Chatigny se retira à une quinzaine de pieds de distance et répondit :

— Envoie, je suis prêt à la recevoir.

La pierre tomba à une dizaine de pouces de Chatigny, lequel, sans s’émouvoir, souleva la masse énorme et dit : « à ton tour maintenant, Pierre Jean ! » et sur ce, il lança le caillou avec tant de force qu’il tomba quasi aux pieds de Pierre Jean.

Cette prouesse inattendue d’un homme dont on ignorait la force prodigieuse fut accueillie aux acclamations des spectateurs.

Pierre Jean fut piqué jusqu’au vif ; mais, avec la dissimulation de ceux qui ont du sang indien dans les veines, il feignit d’être content du succès de son ami, et l’en complimenta comme les autres ; on crut, néanmoins, s’apercevoir ensuite qu’il avait l’air encore plus sombre et plus sournois qu’auparavant ; mais personne ne s’en occupa.

Les deux amis continuèrent, après cette scène, à vivre, à ce qu’il paraissait, en aussi bonne intelligence que par le passé, et partirent un jour pour la batture aux loups-marins ; mais Pierre Jean revint seul.

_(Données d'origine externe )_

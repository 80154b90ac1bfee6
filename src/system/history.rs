use std::collections::VecDeque;

use serde::Serialize;

pub const DEFAULT_CAPACITY: usize = 20;

/// Bounded CPU% and memory% series for one session.
#[derive(Debug, Clone)]
pub struct RollingHistory {
    pub cpu: VecDeque<f32>,
    pub memory: VecDeque<f32>,
    capacity: usize,
}

/// Copy of a session's series, oldest sample first.
#[derive(Debug, Clone, Default, PartialEq, Serialize)]
pub struct HistoryFrame {
    pub cpu: Vec<f32>,
    pub memory: Vec<f32>,
}

impl RollingHistory {
    pub fn new(capacity: usize) -> Self {
        Self {
            cpu: VecDeque::with_capacity(capacity + 1),
            memory: VecDeque::with_capacity(capacity + 1),
            capacity,
        }
    }

    /// Push both samples, then trim each series from the front to capacity.
    pub fn append(&mut self, cpu_percent: f32, memory_percent: f32) {
        self.cpu.push_back(cpu_percent);
        self.memory.push_back(memory_percent);
        while self.cpu.len() > self.capacity {
            self.cpu.pop_front();
        }
        while self.memory.len() > self.capacity {
            self.memory.pop_front();
        }
    }

    pub fn len(&self) -> usize {
        self.cpu.len()
    }

    pub fn is_empty(&self) -> bool {
        self.cpu.is_empty()
    }

    pub fn capacity(&self) -> usize {
        self.capacity
    }

    pub fn frame(&self) -> HistoryFrame {
        HistoryFrame {
            cpu: self.cpu.iter().copied().collect(),
            memory: self.memory.iter().copied().collect(),
        }
    }
}

impl Default for RollingHistory {
    fn default() -> Self {
        Self::new(DEFAULT_CAPACITY)
    }
}

#[cfg(test)]
mod tests {
    use super::*;

    #[test]
    fn history_append_get() {
        let mut history = RollingHistory::default();
        history.append(5.0, 40.0);
        history.append(10.0, 41.0);
        assert_eq!(history.len(), 2);
        assert_eq!(history.cpu[1], 10.0);
        assert_eq!(history.memory[0], 40.0);
    }

    #[test]
    fn ring_buffer_caps_at_capacity() {
        let mut history = RollingHistory::new(5);
        for i in 0..10 {
            history.append(i as f32, (i * 2) as f32);
        }
        assert_eq!(history.len(), 5);
        assert_eq!(history.cpu[0], 5.0);
        assert_eq!(history.cpu[4], 9.0);
        assert_eq!(history.memory[0], 10.0);
    }

    #[test]
    fn default_keeps_last_twenty_in_order() {
        let mut history = RollingHistory::default();
        for i in 0..25 {
            history.append(i as f32, 0.0);
        }
        let frame = history.frame();
        let expected: Vec<f32> = (5..25).map(|i| i as f32).collect();
        assert_eq!(frame.cpu, expected);
        assert_eq!(frame.memory.len(), DEFAULT_CAPACITY);
    }

    #[test]
    fn zero_capacity_stays_empty() {
        let mut history = RollingHistory::new(0);
        history.append(1.0, 1.0);
        assert!(history.is_empty());
    }
}
use std::io;
use std::process::ExitStatus;
use std::time::Duration;

use thiserror::Error;

/// Why a probe invocation produced no usable snapshot.
///
/// These never leave the probe adapter; they are logged, counted and
/// replaced by an empty snapshot.
#[derive(Error, Debug)]
pub enum ProbeError {
    #[error("failed to launch probe `{program}`: {source}")]
    Launch {
        program: String,
        #[source]
        source: io::Error,
    },

    #[error("probe did not finish within {}ms", .0.as_millis())]
    Timeout(Duration),

    #[error("probe exited with {status}: {stderr}")]
    NonZeroExit { status: ExitStatus, stderr: String },

    #[error("probe output is not a valid snapshot: {0}")]
    MalformedOutput(#[from] serde_json::Error),

    #[error("I/O error while reading probe output: {0}")]
    Io(#[from] io::Error),
}

impl ProbeError {
    /// Stable label used in logs and counters.
    pub fn kind(&self) -> &'static str {
        match self {
            ProbeError::Launch { .. } => "launch",
            ProbeError::Timeout(_) => "timeout",
            ProbeError::NonZeroExit { .. } => "non_zero_exit",
            ProbeError::MalformedOutput(_) => "malformed_output",
            ProbeError::Io(_) => "io",
        }
    }
}

#[cfg(test)]
mod tests {
    use super::*;

    #[test]
    fn kinds_are_distinct() {
        let malformed = serde_json::from_str::<u32>("nope").unwrap_err();
        let errors = [
            ProbeError::Timeout(Duration::from_millis(10)),
            ProbeError::MalformedOutput(malformed),
            ProbeError::Io(io::Error::other("closed")),
        ];
        let kinds: Vec<&str> = errors.iter().map(ProbeError::kind).collect();
        assert_eq!(kinds, vec!["timeout", "malformed_output", "io"]);
    }

    #[test]
    fn timeout_message_mentions_bound() {
        let err = ProbeError::Timeout(Duration::from_millis(2500));
        assert_eq!(err.to_string(), "probe did not finish within 2500ms");
    }
}
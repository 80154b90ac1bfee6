pub mod aggregate;
pub mod config;
pub mod error;
pub mod hub;
pub mod probe;
pub mod server;
pub mod system;
//! WebSocket endpoint: one connection is one hub session.

use std::future::Future;
use std::net::SocketAddr;
use std::sync::Arc;

use futures::{SinkExt, StreamExt};
use tokio::net::{TcpListener, TcpStream};
use tokio::sync::mpsc;
use tokio_tungstenite::accept_async;
use tokio_tungstenite::tungstenite::Message;

use crate::hub::{Push, SubscriptionHub};
use crate::probe::SnapshotSource;

/// Accept viewers until `shutdown` resolves, then cancel every session.
pub async fn serve<S, F>(
    listener: TcpListener,
    hub: Arc<SubscriptionHub<S>>,
    channel_capacity: usize,
    shutdown: F,
) where
    S: SnapshotSource,
    F: Future<Output = ()>,
{
    tokio::pin!(shutdown);
    loop {
        tokio::select! {
            accepted = listener.accept() => match accepted {
                Ok((stream, peer)) => {
                    tokio::spawn(handle_connection(
                        stream,
                        peer,
                        Arc::clone(&hub),
                        channel_capacity,
                    ));
                }
                Err(err) => tracing::warn!("accept failed: {err}"),
            },
            _ = &mut shutdown => break,
        }
    }
    hub.shutdown();
}

async fn handle_connection<S: SnapshotSource>(
    stream: TcpStream,
    peer: SocketAddr,
    hub: Arc<SubscriptionHub<S>>,
    channel_capacity: usize,
) {
    let mut ws = match accept_async(stream).await {
        Ok(ws) => ws,
        Err(err) => {
            tracing::debug!(%peer, "websocket handshake failed: {err}");
            return;
        }
    };
    let (tx, mut rx) = mpsc::channel::<Push>(channel_capacity.max(1));
    let Some(handle) = hub.subscribe(tx) else {
        tracing::debug!(%peer, "shutting down, closing late viewer");
        let _ = ws.close(None).await;
        return;
    };
    let (mut write, mut read) = ws.split();
    let session = handle.id();
    tracing::info!(%session, %peer, "viewer connected");

    loop {
        tokio::select! {
            push = rx.recv() => {
                // None: the hub cancelled this session.
                let Some(push) = push else { break };
                let text = match serde_json::to_string(&push) {
                    Ok(text) => text,
                    Err(err) => {
                        tracing::error!(%session, event = push.event(), "cannot encode push: {err}");
                        continue;
                    }
                };
                if let Err(err) = write.send(Message::Text(text.into())).await {
                    tracing::debug!(%session, "write failed: {err}");
                    break;
                }
            }
            incoming = read.next() => match incoming {
                Some(Ok(Message::Close(_))) | None => break,
                Some(Ok(_)) => {}
                Some(Err(err)) => {
                    tracing::debug!(%session, "read failed: {err}");
                    break;
                }
            },
        }
    }

    hub.unsubscribe(handle);
    let _ = write.close().await;
    tracing::info!(%session, %peer, "viewer disconnected");
}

Je ne sais ce qu’il raconta pour expliquer l’absence de Chatigny, mais on s’en contenta, jusqu’à ce que quelques paroles échappées à Pierre Jean, neuf jours après son retour de la batture, éveillèrent les soupçons.

Il dit un soir en soupant :

— Si Chatigny avions de cette bouillie, en mangions furieusement ce soir !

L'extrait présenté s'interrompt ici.